Повторения, на которые так щедра история, принимают подчас странные формы. Когда в 1986 году, спустя пару лет после смерти Мишеля Фуко, вышла в свет посвященная ему книга Жиля Делеза, она, свидетельствуя в том числе и об определенном движении в сторону смены актуальной философской парадигмы, лишь подтвердила в глазах философского полусвета и масс-медий само собой разумеющийся факт; король умер, да здравствует король! Пост философа номер один, столь необходимый для интеллектуального комфорта масс, благополучно перешел из рук в руки, и непростые отношения — как личные, так и систем мысли — двух протагонистов (вкупе с навязанной преемнику отрешенностью от жизни) лишь оттеняли совершенно законный характер этой филиации.
Не знаю, насколько сознательно повторил этот жест Ален Бадью, опубликовав в 1997 году книгу «Делез», в которой он подвел итог своей многолетней и глубоко принципиальной полемике с умершим двумя годами ранее автором «Анти-Эдипа», но прав на это он имел больше, чем кто-либо иной.
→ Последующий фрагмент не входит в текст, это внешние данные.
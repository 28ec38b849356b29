use crate::dispatcher::ActionType;
use std::collections::HashMap;
use std::fmt;
use std::sync::Arc;

/// Derives the value a store exposes from its state.
pub type Getter<S, T> = Arc<dyn Fn(&S) -> T + Send + Sync>;

/// Updates a store's state in response to an action payload.
pub type Response<S, P> = Arc<dyn Fn(&mut S, &P) + Send + Sync>;

/// Wrap a closure as a [`Response`].
///
/// `define_responses` takes a mapping of action types to handlers, and each
/// closure has its own type, so the handlers are stored behind an `Arc`.
///
/// ```
/// use general_store::{response, StoreFactory};
///
/// let factory = StoreFactory::<i32, i32, i32>::new().define_responses([
///     ("ADD", response(|count: &mut i32, by: &i32| *count += by)),
///     ("RESET", response(|count: &mut i32, _: &i32| *count = 0)),
/// ])?;
/// assert_eq!(factory.definition().responses().len(), 2);
/// # Ok::<(), general_store::StoreError>(())
/// ```
pub fn response<S, P, F>(handler: F) -> Response<S, P>
where
    F: Fn(&mut S, &P) + Send + Sync + 'static,
{
    Arc::new(handler)
}

/// Accumulated configuration for one store.
///
/// Every field starts unset. An unset field is `None`, which keeps it
/// distinct from any real value, including an initial state that is itself
/// `None`.
pub struct Definition<S, T, P> {
    pub(crate) name: Option<String>,
    pub(crate) getter: Option<Getter<S, T>>,
    pub(crate) initial_state: Option<S>,
    pub(crate) responses: HashMap<ActionType, Response<S, P>>,
}

impl<S, T, P> Definition<S, T, P> {
    pub fn name(&self) -> Option<&str> {
        self.name.as_deref()
    }

    pub fn getter(&self) -> Option<&Getter<S, T>> {
        self.getter.as_ref()
    }

    pub fn initial_state(&self) -> Option<&S> {
        self.initial_state.as_ref()
    }

    pub fn responses(&self) -> &HashMap<ActionType, Response<S, P>> {
        &self.responses
    }

    /// Look up the handler registered for `action_type`.
    pub fn response_to(&self, action_type: &str) -> Option<&Response<S, P>> {
        self.responses.get(action_type)
    }
}

impl<S, T, P> Default for Definition<S, T, P> {
    fn default() -> Self {
        Self {
            name: None,
            getter: None,
            initial_state: None,
            responses: HashMap::new(),
        }
    }
}

impl<S: Clone, T, P> Clone for Definition<S, T, P> {
    fn clone(&self) -> Self {
        Self {
            name: self.name.clone(),
            getter: self.getter.clone(),
            initial_state: self.initial_state.clone(),
            responses: self.responses.clone(),
        }
    }
}

impl<S: fmt::Debug, T, P> fmt::Debug for Definition<S, T, P> {
    fn fmt(&self, f: &mut fmt::Formatter<'_>) -> fmt::Result {
        let mut action_types: Vec<_> = self.responses.keys().collect();
        action_types.sort();
        f.debug_struct("Definition")
            .field("name", &self.name)
            .field("getter", &self.getter.is_some())
            .field("initial_state", &self.initial_state)
            .field("responses", &action_types)
            .finish()
    }
}

#[cfg(test)]
mod tests {
    use super::*;

    #[test]
    fn default_definition_is_unset() {
        let definition = Definition::<i32, i32, ()>::default();
        assert!(definition.name().is_none());
        assert!(definition.getter().is_none());
        assert!(definition.initial_state().is_none());
        assert!(definition.responses().is_empty());
    }

    #[test]
    fn debug_lists_sorted_action_types() {
        let mut definition = Definition::<i32, i32, ()>::default();
        definition
            .responses
            .insert("B".to_string(), response(|_: &mut i32, _: &()| {}));
        definition
            .responses
            .insert("A".to_string(), response(|_: &mut i32, _: &()| {}));

        let debug = format!("{:?}", definition);
        assert!(debug.contains(r#"responses: ["A", "B"]"#));
    }
}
Хотя жест его был при этом куда более рискованным — в первую очередь, по причинам, лежащим вне сферы чистой философии: мирный анархизм Делеза, даже приправленный известным социальным радикализмом Гваттари, выглядит просто кабинетным чудачеством в сравнении с последовательно бескомпромиссной политической ангажированностью (не хочется вслед за ее субъектом называть ее не очень понятным на нашем языке словом «маоизм») Бадью, с его естественно чреватым взаимной неприязнью неприятием институций современного гуманистического капитализма, — общественное мнение все же не посмело открыто оспаривать законность подобной символической самоинаугурации.
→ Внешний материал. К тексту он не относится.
use super::factory::StoreFactory;
use super::store::Store;
use crate::dispatcher::{ActionTypes, IntoDispatcher};
use crate::error::{Result, StoreError};
use std::fmt;
use std::sync::Arc;

/// Facade type produced by a [`StoreSingleton`].
///
/// Singleton stores keep their data outside the store, so their state is `()`.
pub type SingletonStore<T, P> = Store<(), T, P>;

type SingletonGetter<T> = Arc<dyn Fn() -> T + Send + Sync>;

/// A store definition that can be registered exactly once.
///
/// Unlike [`StoreFactory`], the singleton is configured in place: each
/// `define_*` call mutates it and returns `&mut Self` for chaining. The
/// first [`register`](StoreSingleton::register) freezes the definition;
/// later calls hand back the same facade.
///
/// # Examples
///
/// ```
/// use general_store::{Action, SimpleDispatcher, StoreSingleton};
/// use std::sync::{Arc, Mutex};
///
/// let users = Arc::new(Mutex::new(Vec::<String>::new()));
/// let dispatcher = Arc::new(SimpleDispatcher::new());
///
/// let mut singleton = StoreSingleton::new();
/// singleton
///     .define_get({
///         let users = users.clone();
///         move || users.lock().unwrap().len()
///     })?
///     .define_response_to("USER_ADDED", {
///         let users = users.clone();
///         move |name: &String| users.lock().unwrap().push(name.clone())
///     })?;
///
/// let store = singleton.register(dispatcher.clone())?;
/// dispatcher.dispatch(&Action::new("USER_ADDED", "ada".to_string()))?;
/// assert_eq!(store.get(), Some(1));
///
/// assert!(singleton.define_response_to("USER_REMOVED", |_: &String| {}).is_err());
/// # Ok::<(), general_store::StoreError>(())
/// ```
pub struct StoreSingleton<T, P> {
    facade: Option<SingletonStore<T, P>>,
    factory: StoreFactory<(), T, P>,
    getter: Option<SingletonGetter<T>>,
}

impl<T: 'static, P: 'static> StoreSingleton<T, P> {
    pub fn new() -> Self {
        Self {
            facade: None,
            factory: StoreFactory::new(),
            getter: None,
        }
    }

    /// Set the getter, replacing any getter defined earlier.
    ///
    /// The getter takes no state; singleton stores read their data from
    /// whatever their response handlers write to.
    pub fn define_get<F>(&mut self, getter: F) -> Result<&mut Self>
    where
        F: Fn() -> T + Send + Sync + 'static,
    {
        self.ensure_unregistered("StoreSingleton::define_get")?;
        self.getter = Some(Arc::new(getter));
        Ok(self)
    }

    /// Respond to one or more action types with `response`.
    pub fn define_response_to<F>(
        &mut self,
        action_types: impl Into<ActionTypes>,
        response: F,
    ) -> Result<&mut Self>
    where
        F: Fn(&P) + Send + Sync + 'static,
    {
        self.ensure_unregistered("StoreSingleton::define_response_to")?;
        self.factory = self
            .factory
            .define_response_to(action_types, move |_: &mut (), data: &P| response(data))?;
        Ok(self)
    }

    pub fn is_registered(&self) -> bool {
        self.facade.is_some()
    }

    /// Register with `dispatcher` on the first call; return the cached facade
    /// on every call.
    ///
    /// Once registered, `dispatcher` is ignored.
    pub fn register<D>(&mut self, dispatcher: D) -> Result<SingletonStore<T, P>>
    where
        D: IntoDispatcher<P>,
    {
        let Some(getter) = self.getter.clone() else {
            return Err(StoreError::MissingGetter {
                method: "StoreSingleton::register",
            });
        };

        if let Some(facade) = &self.facade {
            tracing::debug!(
                token = %facade.dispatch_token(),
                "store singleton already registered, returning cached store"
            );
            return Ok(facade.clone());
        }

        let factory = self.factory.define_get(move |_: &()| getter())?;
        let facade = factory.register_or_default(dispatcher)?;
        self.factory = factory;
        self.facade = Some(facade.clone());
        Ok(facade)
    }

    fn ensure_unregistered(&self, method: &'static str) -> Result<()> {
        if self.is_registered() {
            return Err(StoreError::AlreadyRegistered { method });
        }
        Ok(())
    }
}

impl<T: 'static, P: 'static> Default for StoreSingleton<T, P> {
    fn default() -> Self {
        Self::new()
    }
}

impl<T, P> fmt::Debug for StoreSingleton<T, P> {
    fn fmt(&self, f: &mut fmt::Formatter<'_>) -> fmt::Result {
        f.debug_struct("StoreSingleton")
            .field("registered", &self.facade.is_some())
            .field("getter", &self.getter.is_some())
            .field("definition", self.factory.definition())
            .finish()
    }
}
А ведь своей дерзостью под стать его политическому радикализму и обеспечившая ему подобное приятие собственно философская программа, выдвинутая и, возможно, реализованная Бадью в двух тесно смыкающихся друг с другом книгах, изданных почти одновременно в 1988–1989 годах: это, с одной стороны, его огромный и, по меркам философского дискурса, во многом эзотерический opus magnum «Бытие и событие» и, с другой, ставший философским бестселлером «Манифест философии» (буквально даже «Манифест за философию»; заметим также в скобках, что для пост-марксиста Бадью существенна и перекличка с «Манифестом коммунистической партии») несомненно, составляющим для него событие), в котором он, стремясь к доходчивости, опускает свои одновременно и громоздкие, и кропотливые построения и излагает тот же круг идей и выводов в лапидарной, публицистически заостренной и более продвинутой форме. Эта тоненькая, в неполную сотню страниц, брошюра предстает надводной частью массивного айсберга его системы и ставит своей целью ни много ни мало как изложить программу, по которой следует заново отстроить здание философии, чьи исторические руины с увлечением — и, казалось бы, до основания — деконструировало уже не одно поколение философов; причем сделать это в самой радикальной, чтобы не сказать одиозной, форме — повторив жест Платона, положивший начало истории всей (западноевропейской) философии как таковой.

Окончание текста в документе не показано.